Observations:
Based on clinical record reviews, observations, and staff interviews, it was determined that the facility failed to ensure that each resident received assistance devices to prevent accidents for one of three residents reviewed (Resident 1).
Findings include:
A wheelchair transport policy dated January 8, 2026, revealed that footrests must be used when staff, family, volunteers and healthcare partners (vendors) are assisting residents who are transported by wheelchair, Broda chair or any other chair with attachable footrests to prevent accident/injury.
An annual Minimum Data Set (MDS) assessment (a mandated assessment of a resident's abilities and care needs) for Resident 1, dated February 13, 2026, revealed that the resident was cognitively impaired, required assistance from staff for daily care needs, and had diagnoses that included dementia.
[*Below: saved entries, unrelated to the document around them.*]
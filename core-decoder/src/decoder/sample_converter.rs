//! # Sample Format Converter
//!
//! Normalizes decoded audio buffers to the decoder output format.

use symphonia::core::audio::{AudioBuffer, AudioBufferRef, Signal};
use symphonia::core::conv::IntoSample;
use symphonia::core::sample::Sample;

/// Sample converter that normalizes audio to interleaved s16 output.
///
/// The codec layer produces audio in various formats (i16, i24, i32, f32,
/// f64, ...) and planar layout. This converter normalizes everything to the
/// wire format of the decoder contract: interleaved little-endian signed
/// 16-bit PCM.
pub(crate) struct SampleConverter;

impl SampleConverter {
    /// Convert a decoded audio buffer to interleaved little-endian s16 bytes.
    ///
    /// For stereo audio the output is ordered `[L0, R0, L1, R1, ...]`, two
    /// bytes per sample.
    pub(crate) fn to_interleaved_s16(buffer: &AudioBufferRef<'_>) -> Vec<u8> {
        match buffer {
            AudioBufferRef::U8(buf) => Self::pack(buf),
            AudioBufferRef::U16(buf) => Self::pack(buf),
            AudioBufferRef::U24(buf) => Self::pack(buf),
            AudioBufferRef::U32(buf) => Self::pack(buf),
            AudioBufferRef::S8(buf) => Self::pack(buf),
            AudioBufferRef::S16(buf) => Self::pack(buf),
            AudioBufferRef::S24(buf) => Self::pack(buf),
            AudioBufferRef::S32(buf) => Self::pack(buf),
            AudioBufferRef::F32(buf) => Self::pack(buf),
            AudioBufferRef::F64(buf) => Self::pack(buf),
        }
    }

    /// Interleave the channel planes of `buf`, converting each sample to s16.
    fn pack<T>(buf: &AudioBuffer<T>) -> Vec<u8>
    where
        T: Sample + IntoSample<i16> + Copy,
    {
        let num_channels = buf.spec().channels.count();
        let num_frames = buf.frames();
        let mut out = Vec::with_capacity(num_frames * num_channels * 2);

        for frame_idx in 0..num_frames {
            for chan_idx in 0..num_channels {
                let sample: i16 = buf.chan(chan_idx)[frame_idx].into_sample();
                out.extend_from_slice(&sample.to_le_bytes());
            }
        }

        out
    }
}
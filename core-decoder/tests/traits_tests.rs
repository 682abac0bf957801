//! Contract tests for the `AudioDecoder` trait surface.
//!
//! A hand-rolled mock verifies the provided methods (rewind, parameter
//! accessors, seekability default) and that the whole-frame decode contract
//! composes through a trait object, independent of any real backend.

use core_decoder::{AudioDecoder, Result, StreamParams};

/// Mock decoder producing `total_frames` frames whose first byte is the
/// frame index modulo 256.
struct MockDecoder {
    params: StreamParams,
    total_frames: usize,
    position: usize,
    finished: bool,
    last_seek: Option<f64>,
}

impl MockDecoder {
    fn new(sample_rate: u32, channels: u16, total_frames: usize) -> Self {
        Self {
            params: StreamParams::new(sample_rate, channels, 16),
            total_frames,
            position: 0,
            finished: false,
            last_seek: None,
        }
    }
}

impl AudioDecoder for MockDecoder {
    fn params(&self) -> &StreamParams {
        &self.params
    }

    fn decode(&mut self, out: &mut [u8]) -> usize {
        let stride = self.params.frame_stride();
        let max_frames = out.len() / stride;
        let available = self.total_frames - self.position;
        let produced = max_frames.min(available);

        for i in 0..produced {
            let frame = &mut out[i * stride..(i + 1) * stride];
            frame.fill(0);
            frame[0] = ((self.position + i) % 256) as u8;
        }
        self.position += produced;

        if produced < max_frames {
            self.finished = true;
        }
        produced * stride
    }

    fn seek(&mut self, seconds: f64) -> bool {
        let target = (seconds * f64::from(self.params.sample_rate)) as usize;
        if target > self.total_frames {
            return false;
        }
        self.position = target;
        self.finished = false;
        self.last_seek = Some(seconds);
        true
    }

    fn is_finished(&self) -> bool {
        self.finished
    }

    fn duration(&self) -> Option<f64> {
        Some(self.total_frames as f64 / f64::from(self.params.sample_rate))
    }

    fn chunk_size(&self) -> usize {
        4096
    }

    fn clone_decoder(&self) -> Result<Box<dyn AudioDecoder>> {
        Ok(Box::new(MockDecoder::new(
            self.params.sample_rate,
            self.params.channels,
            self.total_frames,
        )))
    }
}

#[test]
fn parameter_accessors_read_through_params() {
    let decoder = MockDecoder::new(48000, 2, 1000);
    assert_eq!(decoder.sample_rate(), 48000);
    assert_eq!(decoder.channel_count(), 2);
    assert_eq!(decoder.bit_depth(), 16);
    assert_eq!(decoder.params().frame_stride(), 4);
}

#[test]
fn seeking_defaults_to_supported() {
    let decoder = MockDecoder::new(48000, 2, 1000);
    assert!(decoder.is_seekable());
}

#[test]
fn rewind_is_seek_to_zero() {
    let mut decoder = MockDecoder::new(8000, 1, 8000);

    let mut chunk = vec![0u8; 512];
    decoder.decode(&mut chunk);
    assert!(decoder.rewind());
    assert_eq!(decoder.last_seek, Some(0.0));

    // Output restarts from frame zero.
    decoder.decode(&mut chunk);
    assert_eq!(chunk[0], 0);
    assert_eq!(chunk[2], 1);
}

#[test]
fn short_read_marks_end_of_stream() {
    let mut decoder = MockDecoder::new(8000, 1, 100);
    let mut chunk = vec![0u8; 512]; // room for 256 frames

    assert_eq!(decoder.decode(&mut chunk), 200);
    assert!(decoder.is_finished());
    assert_eq!(decoder.decode(&mut chunk), 0);
}

#[test]
fn trait_object_composes_through_boxing() {
    let decoder = MockDecoder::new(44100, 2, 44100);
    let mut boxed: Box<dyn AudioDecoder> = decoder.clone_decoder().expect("clone");

    assert_eq!(boxed.duration(), Some(1.0));
    let mut chunk = vec![0u8; 400];
    assert_eq!(boxed.decode(&mut chunk), 400);
}
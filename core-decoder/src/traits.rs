//! # Core Decoder Traits
//!
//! This module defines the uniform contract shared by the decoder backends.
//!
//! ## Architecture
//!
//! A decoder turns an immutable, in-memory compressed audio buffer into a
//! continuous sequence of interleaved little-endian PCM frames, delivered
//! through a caller-supplied bounded buffer. Two structurally different
//! backends implement the contract:
//!
//! - [`Mp3Decoder`](crate::Mp3Decoder): table-driven, with an explicit seek
//!   index over compressed frames built once at open time.
//! - [`SourceReaderDecoder`](crate::SourceReaderDecoder): an opaque
//!   container/codec reader that seeks via presentation timestamps.
//!
//! Backend selection belongs to an external dispatcher; each backend exposes
//! a static `accepts` capability query for that purpose.
//!
//! ## Threading Model
//!
//! All calls are synchronous and blocking. A decoder instance owns mutable
//! cursor state and is not safe for concurrent use without external
//! synchronization; independent instances (including clones) may run on
//! separate threads.
//!
//! ## Usage Example
//!
//! ```rust,no_run
//! use core_decoder::{AudioDecoder, SourceReaderDecoder};
//! use bytes::Bytes;
//!
//! # fn example(data: Bytes) -> core_decoder::Result<()> {
//! let mut decoder = SourceReaderDecoder::new(data, 16384)?;
//! let mut chunk = vec![0u8; decoder.chunk_size()];
//!
//! while !decoder.is_finished() {
//!     let n = decoder.decode(&mut chunk);
//!     let _pcm = &chunk[..n]; // whole interleaved PCM frames
//! }
//! # Ok(())
//! # }
//! ```

use crate::error::Result;
use serde::{Deserialize, Serialize};

// ============================================================================
// Stream Parameters
// ============================================================================

/// Immutable PCM stream parameters derived at open time.
///
/// These values are fixed for the lifetime of a decoder instance once
/// construction succeeds.
#[derive(Debug, Clone, PartialEq, Eq, Serialize, Deserialize)]
pub struct StreamParams {
    /// Sample rate in Hz (e.g., 44100, 48000).
    pub sample_rate: u32,
    /// Number of audio channels (1 = mono, 2 = stereo, etc.).
    pub channels: u16,
    /// Bits per sample of the decoded output.
    pub bits_per_sample: u16,
}

impl StreamParams {
    /// Create a new parameter set.
    pub fn new(sample_rate: u32, channels: u16, bits_per_sample: u16) -> Self {
        Self {
            sample_rate,
            channels,
            bits_per_sample,
        }
    }

    /// Byte size of one PCM frame (one sample per channel).
    pub fn frame_stride(&self) -> usize {
        self.channels as usize * (self.bits_per_sample as usize / 8)
    }

    /// Decoded bytes per second of audio.
    pub fn byte_rate(&self) -> usize {
        self.sample_rate as usize * self.frame_stride()
    }
}

// ============================================================================
// Decoder Contract
// ============================================================================

/// Uniform contract over the heterogeneous decoder backends.
///
/// Implementations decode into a caller-owned byte buffer at whole-frame
/// granularity: every call writes an exact multiple of
/// [`StreamParams::frame_stride`] bytes, frames decoded beyond the caller's
/// capacity are carried over to the next call, and no PCM frame is ever
/// duplicated or dropped across call boundaries.
pub trait AudioDecoder: Send {
    /// The immutable stream parameters derived at open time.
    fn params(&self) -> &StreamParams;

    /// Decode PCM data into `out` and return the number of bytes written.
    ///
    /// Returns at most `out.len()` bytes, always a whole number of frames.
    /// A return shorter than the requested capacity marks the end of the
    /// stream; subsequent calls return 0 until a successful seek or rewind.
    ///
    /// Ordinary end-of-stream is not an error. Backend read or decode
    /// failures mid-stream also end the stream rather than raising: the
    /// stream is truncated at the failure point and playback simply ends
    /// there.
    ///
    /// A capacity smaller than one frame stride yields 0 bytes and leaves
    /// the decoder state unchanged.
    fn decode(&mut self, out: &mut [u8]) -> usize;

    /// Reposition the decode cursor to the nearest representable point at or
    /// before `seconds` (backend-dependent granularity).
    ///
    /// On success, clears end-of-stream, discards carried-over frames, and
    /// returns `true`. Returns `false` if the backend rejects the target;
    /// position, end-of-stream, and carry-over state are then untouched.
    fn seek(&mut self, seconds: f64) -> bool;

    /// Seek back to the start of the stream.
    fn rewind(&mut self) -> bool {
        self.seek(0.0)
    }

    /// Whether this decoder supports seeking.
    fn is_seekable(&self) -> bool {
        true
    }

    /// Whether the end of the stream has been reached.
    ///
    /// Cleared by a successful seek or rewind.
    fn is_finished(&self) -> bool;

    /// Total stream duration in seconds, or `None` when the backend cannot
    /// report one. `None` is distinct from a known zero-length stream.
    fn duration(&self) -> Option<f64>;

    /// The target output chunk size (bytes) this decoder was opened with.
    fn chunk_size(&self) -> usize;

    /// Number of audio channels.
    fn channel_count(&self) -> u16 {
        self.params().channels
    }

    /// Bits per sample of the decoded output.
    fn bit_depth(&self) -> u16 {
        self.params().bits_per_sample
    }

    /// Sample rate in Hz.
    fn sample_rate(&self) -> u32 {
        self.params().sample_rate
    }

    /// Construct an independent decoder over the same compressed data and
    /// chunk size, positioned at the start of the stream.
    ///
    /// The clone shares no mutable state with the original.
    fn clone_decoder(&self) -> Result<Box<dyn AudioDecoder>>;
}

// ============================================================================
// Tests
// ============================================================================

#[cfg(test)]
mod tests {
    use super::*;

    #[test]
    fn frame_stride_covers_all_channels() {
        let mono = StreamParams::new(8000, 1, 16);
        assert_eq!(mono.frame_stride(), 2);

        let stereo = StreamParams::new(44100, 2, 16);
        assert_eq!(stereo.frame_stride(), 4);

        let surround = StreamParams::new(48000, 6, 16);
        assert_eq!(surround.frame_stride(), 12);
    }

    #[test]
    fn byte_rate_for_cd_quality() {
        let params = StreamParams::new(44100, 2, 16);
        assert_eq!(params.byte_rate(), 176400);
    }
}
//! # MPEG Audio Frame Index
//!
//! Header-level scanning of an MPEG audio byte stream. The scan never
//! touches frame payloads: frame boundaries, per-frame sample counts, and
//! the total decodable sample count all fall out of the 4-byte frame
//! headers, which is what makes the one-pass duration computation and the
//! precomputed seek index cheap enough to run at open time.

use tracing::trace;

/// MPEG audio version.
#[derive(Debug, Clone, Copy, PartialEq, Eq)]
enum MpegVersion {
    Mpeg1,
    Mpeg2,
    Mpeg2_5,
}

/// MPEG audio layer.
#[derive(Debug, Clone, Copy, PartialEq, Eq)]
enum MpegLayer {
    Layer1,
    Layer2,
    Layer3,
}

/// One parsed MPEG audio frame header.
#[derive(Debug, Clone, Copy)]
pub(crate) struct FrameHeader {
    pub sample_rate: u32,
    pub channels: u16,
    /// PCM frames this compressed frame decodes to.
    pub samples_per_frame: u32,
    /// Whole compressed frame length in bytes, header included.
    pub frame_len: usize,
}

impl FrameHeader {
    /// Parse a frame header from the first four bytes of `data`.
    ///
    /// Returns `None` for anything that is not a valid, non-free-format
    /// MPEG audio frame header.
    pub(crate) fn parse(data: &[u8]) -> Option<Self> {
        if data.len() < 4 {
            return None;
        }

        // Sync word: 11 set bits.
        if data[0] != 0xFF || (data[1] & 0xE0) != 0xE0 {
            return None;
        }

        let version = match (data[1] >> 3) & 0x03 {
            0 => MpegVersion::Mpeg2_5,
            2 => MpegVersion::Mpeg2,
            3 => MpegVersion::Mpeg1,
            _ => return None,
        };

        let layer = match (data[1] >> 1) & 0x03 {
            1 => MpegLayer::Layer3,
            2 => MpegLayer::Layer2,
            3 => MpegLayer::Layer1,
            _ => return None,
        };

        // Free-format (index 0) and the forbidden index are both rejected;
        // free-format frames have no computable length.
        let bitrate = bitrate_bps(version, layer, (data[2] >> 4) & 0x0F)?;
        let sample_rate = sample_rate_hz(version, (data[2] >> 2) & 0x03)?;
        let padding = (data[2] >> 1) & 0x01 != 0;

        let channel_mode = (data[3] >> 6) & 0x03;
        let channels = if channel_mode == 3 { 1 } else { 2 };

        let samples_per_frame = match (version, layer) {
            (_, MpegLayer::Layer1) => 384,
            (_, MpegLayer::Layer2) => 1152,
            (MpegVersion::Mpeg1, MpegLayer::Layer3) => 1152,
            (_, MpegLayer::Layer3) => 576,
        };

        let frame_len = match layer {
            MpegLayer::Layer1 => {
                ((12 * bitrate / sample_rate) as usize + padding as usize) * 4
            }
            MpegLayer::Layer2 | MpegLayer::Layer3 => {
                (samples_per_frame as usize / 8) * bitrate as usize / sample_rate as usize
                    + padding as usize
            }
        };

        if frame_len < 4 {
            return None;
        }

        Some(Self {
            sample_rate,
            channels,
            samples_per_frame,
            frame_len,
        })
    }
}

fn bitrate_bps(version: MpegVersion, layer: MpegLayer, index: u8) -> Option<u32> {
    if index == 0 || index == 15 {
        return None;
    }

    const V1_L1: [u32; 16] = [0, 32, 64, 96, 128, 160, 192, 224, 256, 288, 320, 352, 384, 416, 448, 0];
    const V1_L2: [u32; 16] = [0, 32, 48, 56, 64, 80, 96, 112, 128, 160, 192, 224, 256, 320, 384, 0];
    const V1_L3: [u32; 16] = [0, 32, 40, 48, 56, 64, 80, 96, 112, 128, 160, 192, 224, 256, 320, 0];
    const V2_L1: [u32; 16] = [0, 32, 48, 56, 64, 80, 96, 112, 128, 144, 160, 176, 192, 224, 256, 0];
    const V2_L23: [u32; 16] = [0, 8, 16, 24, 32, 40, 48, 56, 64, 80, 96, 112, 128, 144, 160, 0];

    let table = match (version, layer) {
        (MpegVersion::Mpeg1, MpegLayer::Layer1) => &V1_L1,
        (MpegVersion::Mpeg1, MpegLayer::Layer2) => &V1_L2,
        (MpegVersion::Mpeg1, MpegLayer::Layer3) => &V1_L3,
        (_, MpegLayer::Layer1) => &V2_L1,
        (_, _) => &V2_L23,
    };

    Some(table[index as usize] * 1000)
}

fn sample_rate_hz(version: MpegVersion, index: u8) -> Option<u32> {
    if index > 2 {
        return None;
    }

    let rates = match version {
        MpegVersion::Mpeg1 => [44100, 48000, 32000],
        MpegVersion::Mpeg2 => [22050, 24000, 16000],
        MpegVersion::Mpeg2_5 => [11025, 12000, 8000],
    };

    Some(rates[index as usize])
}

/// Byte length of a leading ID3v2 tag, or 0 when none is present.
pub(crate) fn id3v2_len(data: &[u8]) -> usize {
    if data.len() < 10 || &data[..3] != b"ID3" {
        return 0;
    }

    // Syncsafe 28-bit tag size, header excluded.
    let size = ((data[6] as usize & 0x7F) << 21)
        | ((data[7] as usize & 0x7F) << 14)
        | ((data[8] as usize & 0x7F) << 7)
        | (data[9] as usize & 0x7F);

    10 + size
}

/// Iterator over whole compressed frames, resynchronizing past junk bytes.
///
/// Stops at the first frame whose declared length runs past the end of the
/// data; a truncated tail frame is not decodable and does not count.
struct FrameIter<'a> {
    data: &'a [u8],
    pos: usize,
}

impl<'a> FrameIter<'a> {
    fn new(data: &'a [u8], start: usize) -> Self {
        Self { data, pos: start }
    }
}

impl Iterator for FrameIter<'_> {
    type Item = (usize, FrameHeader);

    fn next(&mut self) -> Option<(usize, FrameHeader)> {
        while self.pos + 4 <= self.data.len() {
            match FrameHeader::parse(&self.data[self.pos..]) {
                Some(header) => {
                    if self.pos + header.frame_len > self.data.len() {
                        return None;
                    }
                    let offset = self.pos;
                    self.pos += header.frame_len;
                    return Some((offset, header));
                }
                None => self.pos += 1,
            }
        }
        None
    }
}

/// Locate the first decodable frame, skipping any ID3v2 tag and junk bytes.
pub(crate) fn first_frame(data: &[u8]) -> Option<(usize, FrameHeader)> {
    FrameIter::new(data, id3v2_len(data)).next()
}

/// Count compressed frames and accumulated PCM frames in one header pass.
pub(crate) fn count_frames(data: &[u8], start: usize) -> (u64, u64) {
    let mut frames = 0u64;
    let mut pcm = 0u64;
    for (_, header) in FrameIter::new(data, start) {
        frames += 1;
        pcm += u64::from(header.samples_per_frame);
    }
    (frames, pcm)
}

/// One seek point: a compressed-frame byte offset paired with the PCM frame
/// count accumulated before it. The point's position in the index is its
/// compressed-frame index.
#[derive(Debug, Clone, Copy, PartialEq, Eq)]
pub(crate) struct SeekPoint {
    pub byte_offset: u64,
    pub pcm_offset: u64,
}

/// Compute up to `requested` seek points over the stream.
///
/// The scan may produce fewer points than requested (a damaged tail shrinks
/// the decodable range); callers clamp the count they bind accordingly.
pub(crate) fn calculate_seek_points(data: &[u8], start: usize, requested: u64) -> Vec<SeekPoint> {
    let mut points = Vec::with_capacity(requested.min(1 << 20) as usize);
    let mut pcm = 0u64;

    for (offset, header) in FrameIter::new(data, start).take(requested as usize) {
        points.push(SeekPoint {
            byte_offset: offset as u64,
            pcm_offset: pcm,
        });
        pcm += u64::from(header.samples_per_frame);
    }

    trace!(requested, returned = points.len(), "seek points computed");
    points
}

/// Immutable seek index bound to a table-driven decoder for its lifetime.
pub(crate) struct SeekIndex {
    points: Vec<SeekPoint>,
}

impl SeekIndex {
    /// Bind at most `bound` points, validating the ordering invariant.
    ///
    /// Returns `None` if the points are not monotonically non-decreasing in
    /// both byte offset and PCM offset.
    pub(crate) fn bind(mut points: Vec<SeekPoint>, bound: usize) -> Option<Self> {
        points.truncate(bound);

        let monotonic = points
            .windows(2)
            .all(|w| w[1].byte_offset >= w[0].byte_offset && w[1].pcm_offset >= w[0].pcm_offset);
        if !monotonic {
            return None;
        }

        Some(Self { points })
    }

    pub(crate) fn len(&self) -> usize {
        self.points.len()
    }

    pub(crate) fn point(&self, frame_index: usize) -> SeekPoint {
        self.points[frame_index]
    }

    /// Index of the compressed frame containing `target_pcm`.
    ///
    /// The caller guarantees the target lies within the indexed range.
    pub(crate) fn locate(&self, target_pcm: u64) -> usize {
        self.points
            .partition_point(|p| p.pcm_offset <= target_pcm)
            .saturating_sub(1)
    }
}
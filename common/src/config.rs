use serde::Deserialize;
use std::path::Path;
use std::time::Duration;

/// Environment variable that overrides `backend.base_url` at startup.
pub const API_URL_ENV: &str = "THREAT_HUD_API_URL";

/// Backend address used when neither the config file nor the environment sets one.
pub const FALLBACK_BASE_URL: &str = "http://localhost:8000";

#[derive(Debug, Clone, Default, Deserialize)]
pub struct Config {
    #[serde(default)]
    pub camera: CameraConfig,
    #[serde(default)]
    pub capture: CaptureConfig,
    #[serde(default)]
    pub backend: BackendConfig,
    #[serde(default)]
    pub hud: HudConfig,
    #[serde(default)]
    pub logging: LoggingConfig,
}

#[derive(Debug, Clone, Deserialize)]
pub struct CameraConfig {
    #[serde(default = "default_camera_mode")]
    pub mode: String,
    #[serde(default = "default_camera_url")]
    pub url: String,
    #[serde(default = "default_connect_timeout")]
    pub connect_timeout_secs: u64,
}

#[derive(Debug, Clone, Deserialize)]
pub struct CaptureConfig {
    #[serde(default = "default_interval_ms")]
    pub interval_ms: u64,
    #[serde(default = "default_jpeg_quality")]
    pub jpeg_quality: f32,
    #[serde(default = "default_request_timeout_ms")]
    pub request_timeout_ms: u64,
}

#[derive(Debug, Clone, Deserialize)]
pub struct BackendConfig {
    #[serde(default)]
    pub base_url: Option<String>,
    #[serde(default = "default_analyze_path")]
    pub analyze_path: String,
    #[serde(default = "default_health_path")]
    pub health_path: String,
}

#[derive(Debug, Clone, Deserialize)]
pub struct HudConfig {
    #[serde(default = "default_bind")]
    pub bind: String,
    #[serde(default)]
    pub autostart: bool,
}

#[derive(Debug, Clone, Deserialize)]
pub struct LoggingConfig {
    #[serde(default = "default_log_level")]
    pub level: String,
}

impl Default for CameraConfig {
    fn default() -> Self {
        Self {
            mode: default_camera_mode(),
            url: default_camera_url(),
            connect_timeout_secs: default_connect_timeout(),
        }
    }
}

impl Default for CaptureConfig {
    fn default() -> Self {
        Self {
            interval_ms: default_interval_ms(),
            jpeg_quality: default_jpeg_quality(),
            request_timeout_ms: default_request_timeout_ms(),
        }
    }
}

impl Default for BackendConfig {
    fn default() -> Self {
        Self {
            base_url: None,
            analyze_path: default_analyze_path(),
            health_path: default_health_path(),
        }
    }
}

impl Default for HudConfig {
    fn default() -> Self {
        Self {
            bind: default_bind(),
            autostart: false,
        }
    }
}

impl Default for LoggingConfig {
    fn default() -> Self {
        Self {
            level: default_log_level(),
        }
    }
}

impl Config {
    pub fn load(path: &Path) -> Result<Self, ConfigError> {
        let content = std::fs::read_to_string(path)
            .map_err(|e| ConfigError::ReadFile(path.display().to_string(), e))?;
        Self::parse(&content)
    }

    /// Like [`Config::load`], but a missing file yields the defaults.
    pub fn load_or_default(path: &Path) -> Result<Self, ConfigError> {
        match std::fs::read_to_string(path) {
            Ok(content) => Self::parse(&content),
            Err(e) if e.kind() == std::io::ErrorKind::NotFound => Ok(Self::default()),
            Err(e) => Err(ConfigError::ReadFile(path.display().to_string(), e)),
        }
    }

    pub fn parse(content: &str) -> Result<Self, ConfigError> {
        let config: Config =
            toml::from_str(content).map_err(|e| ConfigError::Parse(e.to_string()))?;
        if config.capture.interval_ms == 0 {
            return Err(ConfigError::Invalid("capture.interval_ms must be positive".into()));
        }
        Ok(config)
    }

    /// Apply startup-time environment overrides.
    pub fn with_env_overrides(mut self) -> Self {
        if let Ok(url) = std::env::var(API_URL_ENV) {
            if !url.trim().is_empty() {
                self.backend.base_url = Some(url);
            }
        }
        self
    }
}

impl CaptureConfig {
    pub fn interval(&self) -> Duration {
        Duration::from_millis(self.interval_ms)
    }

    pub fn request_timeout(&self) -> Duration {
        Duration::from_millis(self.request_timeout_ms)
    }

    /// JPEG quality on the encoder's 1..=100 scale.
    pub fn jpeg_quality_percent(&self) -> u8 {
        quality_percent(self.jpeg_quality)
    }
}

impl BackendConfig {
    /// The base address in effect, falling back to [`FALLBACK_BASE_URL`].
    pub fn base_url(&self) -> &str {
        match self.base_url.as_deref().map(str::trim) {
            Some(url) if !url.is_empty() => url,
            _ => FALLBACK_BASE_URL,
        }
    }

    pub fn analyze_url(&self) -> String {
        join_url(self.base_url(), &self.analyze_path)
    }

    pub fn health_url(&self) -> String {
        join_url(self.base_url(), &self.health_path)
    }
}

fn join_url(base: &str, path: &str) -> String {
    let base = base.trim_end_matches('/');
    let path = path.trim_start_matches('/');
    format!("{base}/{path}")
}

fn quality_percent(quality: f32) -> u8 {
    if !quality.is_finite() {
        return (default_jpeg_quality() * 100.0).round() as u8;
    }
    (quality.clamp(0.01, 1.0) * 100.0).round() as u8
}

#[derive(Debug, thiserror::Error)]
pub enum ConfigError {
    #[error("failed to read config file {0}: {1}")]
    ReadFile(String, std::io::Error),
    #[error("failed to parse config: {0}")]
    Parse(String),
    #[error("invalid config: {0}")]
    Invalid(String),
}

// Default value functions
fn default_camera_mode() -> String {
    "mjpeg".into()
}
fn default_camera_url() -> String {
    "http://localhost:8080/stream".into()
}
fn default_connect_timeout() -> u64 {
    10
}
fn default_interval_ms() -> u64 {
    500
}
fn default_jpeg_quality() -> f32 {
    0.7
}
fn default_request_timeout_ms() -> u64 {
    5000
}
fn default_analyze_path() -> String {
    "/analyze".into()
}
fn default_health_path() -> String {
    "/health".into()
}
fn default_bind() -> String {
    "0.0.0.0:3000".into()
}
fn default_log_level() -> String {
    "info".into()
}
An incident investigation dated December 20, 2025, at 10:40 p.m. revealed that Nurse Aide 1 was pushing Resident 1 in her wheelchair to her room without leg rests. The resident leaned forward and fell onto the floor. She sustained a 1.5 by 1.5-centimeter abrasion to the left side of her forehead, a 0.5 by 0.5-centimeter abrasion to left eyebrow and a 3 centimeter by 3-centimeter bruise to the left side of her forehead.
A witness statement from Nurse Aide 1, dated December 20, 2025, at 9:14 p.m. revealed that she was pushing Resident 1 in her wheelchair and she leaned forward and fell out of the wheelchair and confirmed that resident did not have leg rests on when she was pushing her.
Interview with the Nursing Home Administrator on March 5, 2065, at 3:12 p.m. confirmed that leg rests should have been in place when transporting Resident 1.
28 Pa. Code 211.10(c)(d) Resident Care Policies.
28 Pa. Code 211.12(d)(5) Nursing Services.
| | Plan of Correction - To be completed: 04/06/2026
Preparation and/or execution of this plan of correction does not constitute admission or agreement by the provider of the truth of the facts alleged or conclusions set forth in the statement of deficiencies. The plan of correction is prepared and/or executed solely because it is required by the provisions of federal and state law.
1. The resident received leg rests following the incident.
2. The Rehab Director or designee audited all residents utilizing wheelchairs for having leg rests. They were issued to any resident who did not have a set.
3. The staff will be educated on the wheelchair leg rest policy, procedure, and F-689 (Free of Accident/Hazards/Supervision/Devices) by the Director of Nursing or designee. The residents in wheelchairs who can understand will be educated on the wheelchair leg rest policy and procedure by the Director of Nursing or designee.
The nursing home administrator or designee will review the wheel care leg rest policy and procedure with the residents during the Resident Council meeting.
The family members/ resident representatives will be sent a letter explaining the policy and procedure for the need to use wheelchair leg rests by the Nursing Home Administrator or designee.
4. 20 Residents per week will be audited for the proper use of wheelchair leg rests for 2 weeks then, 10 Residents a week for 2 weeks by the nursing home administrator or designee. The results of the audits will be reviewed in the monthly Quality Assurance and Process Improvement meetings for 3 months.